Evening, January 21, edited from Spurgeon’s Morning and Evening
“Then he became very thirsty, and he called to the Lord and said, “You have given this great deliverance by the hand of Your servant, and now shall I die of thirst?” — Judges 15:18
Samson was thirsty and ready to die. The difficulty was totally different from any which the hero had met before. Merely to get thirst satisfied is nothing like so great a matter as to be delivered from a thousand Philistines! But when the thirst was upon him, Samson felt that little present difficulty more substantial than the great past difficulty out of which he had been especially delivered. It is very usual for God’s people, when they have enjoyed a great deliverance, to find a little trouble too much for them. Samson slays a thousand Philistines, and piles them up in heaps, and then faints for a little water! Jacob wrestles with God at Peniel, and overcomes Omnipotence itself, and then goes “halting on his thigh!” Strange that there must be damage of the sinew whenever we win the day. It is as if the Lord must teach us our littleness, our nothingness, in order to keep us within bounds. Samson boasted loudly when he said, “I have slain a thousand men.” His boastful throat soon grew hoarse with thirst, and he gave himself to prayer.
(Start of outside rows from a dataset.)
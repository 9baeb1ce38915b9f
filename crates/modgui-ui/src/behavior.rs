use std::any::Any;

use modgui_engine::host::Host;
use modgui_engine::input::{Key, RawMouseEvent};

use crate::element::{children, Element, ElementKey, ElementState};
use crate::event::{DragEvent, PointerEvent, RenderArgs, RenderLayer, ScrollEvent};
use crate::painter::Painter;

// ── ElementCx ─────────────────────────────────────────────────────────────

/// The element a behavior is attached to, as seen from inside a hook.
///
/// Own hooks never run while the element is looping over its children, so
/// a hook may add children directly. Removals are still deferred to the
/// element's next `on_update`.
pub struct ElementCx<'a> {
    pub state: &'a mut ElementState,
    pub children: &'a mut Vec<Element>,
    pub host: &'a dyn Host,
}

impl ElementCx<'_> {
    /// Appends `child`. A child added from `on_init` is initialized by the
    /// same `init_element` pass.
    pub fn add_child(&mut self, child: Element) -> ElementKey {
        let key = child.key();
        self.children.push(child);
        key
    }

    pub fn remove_child(&mut self, key: ElementKey) {
        children::schedule_by_key(self.children.as_mut_slice(), key);
    }

    pub fn remove_child_by_id(&mut self, id: &str) {
        children::schedule_by_id(self.children.as_mut_slice(), id);
    }

    pub fn remove_child_by_group(&mut self, group: &str) {
        children::schedule_by_group(self.children.as_mut_slice(), group);
    }

    pub fn set_child_enabled_by_id(&mut self, id: &str, enabled: bool) {
        children::enable_by_id(self.children.as_mut_slice(), id, enabled);
    }

    pub fn set_child_enabled_by_group(&mut self, group: &str, enabled: bool) {
        children::enable_by_group(self.children.as_mut_slice(), group, enabled);
    }

    /// Moves every child subtree by `(dx, dy)`; the element itself stays put.
    pub fn translate_children(&mut self, dx: i32, dy: i32) {
        for child in self.children.iter_mut() {
            child.translate(dx, dy);
        }
    }

    pub fn child_by_id_mut(&mut self, id: &str) -> Option<&mut Element> {
        self.children.iter_mut().find(|c| c.state().has_id(id))
    }
}

// ── Behavior ──────────────────────────────────────────────────────────────

/// Object-safe access to the concrete behavior type.
pub trait AsAny: Any {
    fn as_any(&self) -> &dyn Any;
    fn as_any_mut(&mut self) -> &mut dyn Any;
}

impl<T: Any> AsAny for T {
    fn as_any(&self) -> &dyn Any {
        self
    }

    fn as_any_mut(&mut self) -> &mut dyn Any {
        self
    }
}

/// A capability attached to an [`Element`].
///
/// The element itself only dispatches; everything an element *does* (drawing,
/// hit-testing, dragging) lives in behaviors. Several behaviors may share one
/// element; they are consulted in attachment order.
///
/// Hook phases relative to the element's children:
///
/// | hook               | runs                                   | on `true`             |
/// |--------------------|----------------------------------------|-----------------------|
/// | `on_click_check`   | after children, only if none captured  | capture, stop         |
/// | `on_scroll`        | after children, only if none captured  | capture, stop         |
/// | `on_key_typed`     | after children, only if none captured  | capture, stop         |
/// | `on_mouse_input`   | after children, only if none captured  | capture, stop         |
/// | `on_move_check`    | before children, every behavior        | capture, skip children|
/// | `on_release_check` | before children, every behavior        | capture, skip children|
/// | `render`           | before children                        | —                     |
///
/// Every hook has a no-op default, so a behavior overrides only what it needs.
pub trait Behavior: AsAny {
    /// Called once from `Element::init_element`, before the children.
    fn on_init(&mut self, _cx: &mut ElementCx<'_>) {}

    /// Called every tick, after removed children are flushed.
    fn on_update(&mut self, _cx: &mut ElementCx<'_>) {}

    /// Called when the element's geometry was reset (`set_size`, host resize).
    fn on_reload(&mut self, _cx: &mut ElementCx<'_>) {}

    fn render(
        &mut self,
        _layer: RenderLayer,
        _cx: &mut ElementCx<'_>,
        _painter: &mut Painter<'_>,
        _args: RenderArgs,
    ) {
    }

    fn on_click_check(&mut self, _cx: &mut ElementCx<'_>, _ev: PointerEvent) -> bool {
        false
    }

    fn on_move_check(&mut self, _cx: &mut ElementCx<'_>, _ev: DragEvent) -> bool {
        false
    }

    fn on_release_check(&mut self, _cx: &mut ElementCx<'_>, _ev: PointerEvent) -> bool {
        false
    }

    fn on_scroll(&mut self, _cx: &mut ElementCx<'_>, _ev: ScrollEvent) -> bool {
        false
    }

    /// Every raw mouse sample (press, release, motion, wheel), already
    /// scaled to GUI coordinates.
    fn on_mouse_input(&mut self, _cx: &mut ElementCx<'_>, _mouse_x: i32, _mouse_y: i32, _raw: &RawMouseEvent) -> bool {
        false
    }

    /// Errors are propagated to the caller of `Element::key_typed` untouched.
    fn on_key_typed(&mut self, _cx: &mut ElementCx<'_>, _ch: char, _key: Key) -> anyhow::Result<bool> {
        Ok(false)
    }
}
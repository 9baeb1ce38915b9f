//! Input subsystem.
//!
//! Public API is platform-agnostic. Positions are raw device pixels with the
//! origin at the bottom-left corner, the convention the widget tree's
//! coordinate scaling expects. Platform code translates window-system events
//! into [`InputEvent`]s.

pub mod platform;
mod state;
mod types;

pub use state::PointerState;
pub use types::{ButtonState, InputEvent, Key, MouseButton, RawMouseEvent};
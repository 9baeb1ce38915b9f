//! Position policies used by [`crate::draggable::Draggable`].

use modgui_engine::host::Host;

use crate::element::ElementState;

/// Adjusts an element's position after it was moved or resized.
///
/// Implemented for any `FnMut(&mut ElementState, &dyn Host)`.
pub trait PositionRestraint {
    fn restrain(&mut self, state: &mut ElementState, host: &dyn Host);
}

impl<F> PositionRestraint for F
where
    F: FnMut(&mut ElementState, &dyn Host),
{
    fn restrain(&mut self, state: &mut ElementState, host: &dyn Host) {
        self(state, host)
    }
}

/// Keeps the element fully on screen.
///
/// When the element is larger than the screen on an axis it is pinned to 0
/// on that axis.
#[derive(Debug, Copy, Clone, Default)]
pub struct NormalizePosition;

impl PositionRestraint for NormalizePosition {
    fn restrain(&mut self, state: &mut ElementState, host: &dyn Host) {
        let max_x = host.screen_width() - state.width;
        let max_y = host.screen_height() - state.height;
        state.x = state.x.min(max_x).max(0);
        state.y = state.y.min(max_y).max(0);
    }
}

/// Leaves the position untouched.
#[derive(Debug, Copy, Clone, Default)]
pub struct Unrestrained;

impl PositionRestraint for Unrestrained {
    fn restrain(&mut self, _state: &mut ElementState, _host: &dyn Host) {}
}

/// Decides whether a press at `(x, y)` may start a drag.
///
/// Implemented for any `Fn(i32, i32) -> bool`.
pub trait PositionValidator {
    fn validate(&self, x: i32, y: i32) -> bool;
}

impl<F> PositionValidator for F
where
    F: Fn(i32, i32) -> bool,
{
    fn validate(&self, x: i32, y: i32) -> bool {
        self(x, y)
    }
}
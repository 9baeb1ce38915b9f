//! Logging utilities.
//!
//! Centralizes logger initialization. Library code only uses the `log`
//! facade; binaries call [`init_logging`] once at startup.

mod init;

pub use init::{init_logging, LoggingConfig};
pub mod panel;

pub use panel::Panel;
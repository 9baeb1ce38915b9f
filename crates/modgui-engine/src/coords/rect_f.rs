/// Floating-point rectangle handed to renderers, expressed by its edges.
#[derive(Debug, Copy, Clone, Default, PartialEq)]
pub struct RectF {
    pub left: f64,
    pub top: f64,
    pub right: f64,
    pub bottom: f64,
}

impl RectF {
    #[inline]
    pub const fn from_edges(left: f64, top: f64, right: f64, bottom: f64) -> Self {
        Self { left, top, right, bottom }
    }

    #[inline]
    pub fn from_origin_size(x: f64, y: f64, width: f64, height: f64) -> Self {
        Self::from_edges(x, y, x + width, y + height)
    }

    #[inline]
    pub fn width(self) -> f64 {
        self.right - self.left
    }

    #[inline]
    pub fn height(self) -> f64 {
        self.bottom - self.top
    }

    /// Swaps edges so that `left <= right` and `top <= bottom`.
    #[inline]
    pub fn normalized(self) -> Self {
        Self {
            left: self.left.min(self.right),
            top: self.top.min(self.bottom),
            right: self.left.max(self.right),
            bottom: self.top.max(self.bottom),
        }
    }
}
/// Packed `0xAARRGGBB` color.
///
/// This is the representation the host engine's draw calls take. Renderers
/// that need normalized channels use [`Argb::to_f32`].
#[derive(Debug, Copy, Clone, Default, PartialEq, Eq, Hash)]
pub struct Argb(pub u32);

impl Argb {
    pub const WHITE: Argb = Argb(0xFFFF_FFFF);
    pub const BLACK: Argb = Argb(0xFF00_0000);
    pub const TRANSPARENT: Argb = Argb(0x0000_0000);

    #[inline]
    pub const fn new(a: u8, r: u8, g: u8, b: u8) -> Self {
        Self(((a as u32) << 24) | ((r as u32) << 16) | ((g as u32) << 8) | b as u32)
    }

    #[inline]
    pub const fn a(self) -> u8 {
        (self.0 >> 24) as u8
    }

    #[inline]
    pub const fn r(self) -> u8 {
        (self.0 >> 16) as u8
    }

    #[inline]
    pub const fn g(self) -> u8 {
        (self.0 >> 8) as u8
    }

    #[inline]
    pub const fn b(self) -> u8 {
        self.0 as u8
    }

    /// Straight-alpha `(r, g, b, a)` channels in `[0, 1]`.
    #[inline]
    pub fn to_f32(self) -> (f32, f32, f32, f32) {
        (
            self.r() as f32 / 255.0,
            self.g() as f32 / 255.0,
            self.b() as f32 / 255.0,
            self.a() as f32 / 255.0,
        )
    }
}

impl From<u32> for Argb {
    #[inline]
    fn from(v: u32) -> Self {
        Argb(v)
    }
}
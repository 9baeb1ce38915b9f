//! Geometry shared between the widget tree and renderers.
//!
//! GUI space:
//! - Integer "virtual" pixels as reported by [`crate::host::Host::screen_width`]
//! - Origin top-left
//! - +X right, +Y down
//!
//! Renderers receive [`RectF`] so helpers can express half-pixel strokes and
//! scaled texture quads without rounding.

mod rect;
mod rect_f;

pub use rect::Rect;
pub use rect_f::RectF;
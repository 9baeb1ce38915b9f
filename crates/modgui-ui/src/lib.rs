//! modgui — retained widget tree on top of `modgui-engine`.
//!
//! A screen is a tree of [`element::Element`]s. Elements own their children
//! and dispatch every update, render and input call to them in insertion
//! order; what an element actually draws or reacts to comes from the
//! [`behavior::Behavior`]s attached to it.
//!
//! # Quick start
//!
//! ```rust,ignore
//! use modgui_engine::host::HeadlessHost;
//! use modgui_engine::render::DrawList;
//! use modgui_ui::prelude::*;
//!
//! let host = HeadlessHost::new(320, 240).into_handle();
//! let mut screen = ModularScreen::new(host.clone());
//! screen.add_element(
//!     Element::new(host)
//!         .at(10, 10)
//!         .sized(120, 80)
//!         .with_behavior(Draggable::new())
//!         .with_behavior(Panel::new().title("Hello").opaque(true)),
//! );
//! screen.init();
//!
//! // In your frame callback:
//! let mut list = DrawList::new();
//! screen.frame(&events, &mut list, partial_ticks)?;
//! // Hand `list` to your renderer.
//! ```
//!
//! # Extending with custom behaviors
//!
//! Implement [`behavior::Behavior`] and override only the hooks you need:
//!
//! ```rust,ignore
//! use modgui_ui::prelude::*;
//!
//! struct Highlight(Argb);
//!
//! impl Behavior for Highlight {
//!     fn render(&mut self, layer: RenderLayer, cx: &mut ElementCx<'_>, painter: &mut Painter<'_>, args: RenderArgs) {
//!         let r = cx.state.rect();
//!         if layer == RenderLayer::Overlay && r.contains(args.mouse_x, args.mouse_y) {
//!             painter.draw_coloured_rect(r.x as f64, r.y as f64, r.width as f64, r.height as f64, self.0);
//!         }
//!     }
//! }
//! ```

pub mod behavior;
pub mod draggable;
pub mod element;
pub mod event;
pub mod painter;
pub mod restraint;
pub mod screen;
pub mod widgets;

/// Everything you need to build and extend a screen.
pub mod prelude {
    pub use crate::behavior::{Behavior, ElementCx};
    pub use crate::draggable::Draggable;
    pub use crate::element::{Element, ElementKey, ElementState};
    pub use crate::event::{DragEvent, PointerEvent, RenderArgs, RenderLayer, ScrollEvent};
    pub use crate::painter::Painter;
    pub use crate::restraint::{NormalizePosition, PositionRestraint, PositionValidator, Unrestrained};
    pub use crate::screen::ModularScreen;
    pub use crate::widgets::Panel;

    // Re-export the engine primitives everyone needs.
    pub use modgui_engine::coords::{Rect, RectF};
    pub use modgui_engine::host::{Host, HostHandle};
    pub use modgui_engine::input::{Key, MouseButton};
    pub use modgui_engine::paint::{Argb, Paint};
}
//! Font measurement collaborators.
//!
//! The widget tree never rasterizes glyphs; it only needs widths and line
//! heights to center and wrap strings before handing them to a renderer.

mod font_system;
mod metrics;

pub use font_system::{FontLoadError, FontSystem};
pub use metrics::{FixedWidthFont, FontMetrics};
God has many ways of humbling his people. Dear child of God, if after great mercy you are laid very low, your case is not an unusual one. When David had mounted the throne of Israel, he said, “I am weak today, though anointed king.” You must expect to feel weakest when you are enjoying your greatest triumph. If God has fashioned for you great deliverances in the past, your present difficulty is only like Samson’s thirst, and the Lord will not let you faint, nor suffer the daughter of the uncircumcised to triumph over you. The road of sorrow is the road to heaven, but there are wells of refreshing water all along the route. So, wearied brother, cheer your heart with Samson’s words, and rest assured that God will deliver you before long.